Our investigation generated diversified findings. It seems that both CO2 laser ablation and electroablation result in relief of pain complaints before and during menstruation. Although it is not a disease-specific symptom, dysmenorrhea is a common complaint among the affected women. Fauconnier et al. [24] mentioned it in their study, while Hsu et al. [9] suggested a lack of correlation between pain complaints and location of endometriosis. Significant decrease in mean pain intensity and, more importantly, a tendency to further drop after 6 months since the surgery allow to draw optimistic conclusions about the therapeutic effect of both procedures [25] (Fig. 1). Our results are consistent with the findings of a randomized prospective study by Sutton et al. [26] and Jacobson [27] review, with regard to laser ablation.

Similar results have been reported by Radosa et al., who investigated the effectiveness of electroablation [28], in their retrospective study over the course of 2 years, and also by Roman [29] in prospective study of the effects of electrosurgical excision.

Also, it is noteworthy that the use of NSAIDs, associated mostly with dysmenorrhea-related pain, was also statistically significantly decreased (p < 0.08 after 6 months).

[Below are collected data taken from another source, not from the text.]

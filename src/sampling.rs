// Copyright 2024-Present Datadog, Inc. https://www.datadoghq.com/
// SPDX-License-Identifier: Apache-2.0

//! One-shot sampling decision, made once per trace and inherited downward.

use rand::Rng;

/// Default share of traces to keep, in percent.
pub const DEFAULT_SAMPLE_PERCENTAGE: u8 = 10;

/// Decide whether to sample, given a percentage in `[0, 100]`.
///
/// Draws a uniform integer in `[0, 99]` and samples iff it falls below
/// `percentage`, so 0 never samples and 100 always does.
pub fn decide(percentage: u8) -> bool {
    rand::thread_rng().gen_range(0..100u8) < percentage
}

Regardless, changes in the intensity of the remaining types of pain do not allow for unambiguous assessment of the positive effects of laparoscopic treatment. Both CO2 laser ablation and electroablation resulted in intensified dyspareunia 6 months postoperatively (Fig. 2) and, especially in the former group, significantly increased dyschezia. Intensified pain complaints in these cases might have been the result of the surgical technique of removing endometriotic lesions from the areas of the Douglas pouch and uterosacral ligaments, as both of these locations are associated with these two types of pain [30, 31]. Previous surgical techniques of removing DIE from the area of uterosacral ligaments deemed to be positive therapeutic results in terms of subsiding dyspareunia and dysmenorrhea, but they also increased the number of grave urologic complications due to nerve damage around the bladder and consequently resulted in the necessity of self-catheterization in some patients [32, 33]. The precision of CO2 laser, believed to be the essential factor for preservation of the ovarian reserve in the treatment of ovarian endometriosis, may have a less beneficial therapeutic effect in DIE therapy of the Douglas pouch and promotes earlier recurrence of endometriosis and, consequently, pain complaints, especially dyspareunia [34, 35]. Meuleman et al. [36] obtained good results of DIE treatment with the use of CO2 laser, but the study included patients with DIE of the rectosigmoid area and management consisting of segmental colon resection with the additional use of CO2 laser.

Fig. 2
figure 2

Changes in pain complaints during sexual intercourse (electroablation vs. laser ablation), expressed in points, before the operation, 3 and 6 months after the surgery

Evaluation of partial therapeutic effect ought to take into account hyperalgesia of the nerve endings of tissues theoretically neighboring DIE lesions [37], which in case of electroablation and laser ablation, probably are less damaged than by the radical surgical approach. As a result, disease recurrence takes place faster than after the classical approach, i.e., excision of the endometriotic lesions with a margin of healthy tissue. Such an explanation is consistent with the results of the abovementioned study by Meuleman et al. Paradoxically, the precision of CO2 laser, believed to be its advantage in the treatment of ovarian endometriosis, might not correspond to the long-term therapeutic effect in pain management of extra ovarian endometriosis, i.e., DIE.

Conclusions

Pain relief in patients after laparoscopic CO2 laser ablation and electroablation is short-term and incomplete. Precision of the CO2 laser and relatively limited tissue damage during electroablation seem to be irrelevant when it comes to their practical application in treating pain related to extra ovarian endometriosis. Owing to a short postoperative observation period, our results should be regarded as a preliminary evaluation of treatment efficacy for pain complaints [38]. Further prospective analysis is necessary, and additionally, long-term hormonal therapy as adjuvant to laparoscopic treatment ought to be considered [39].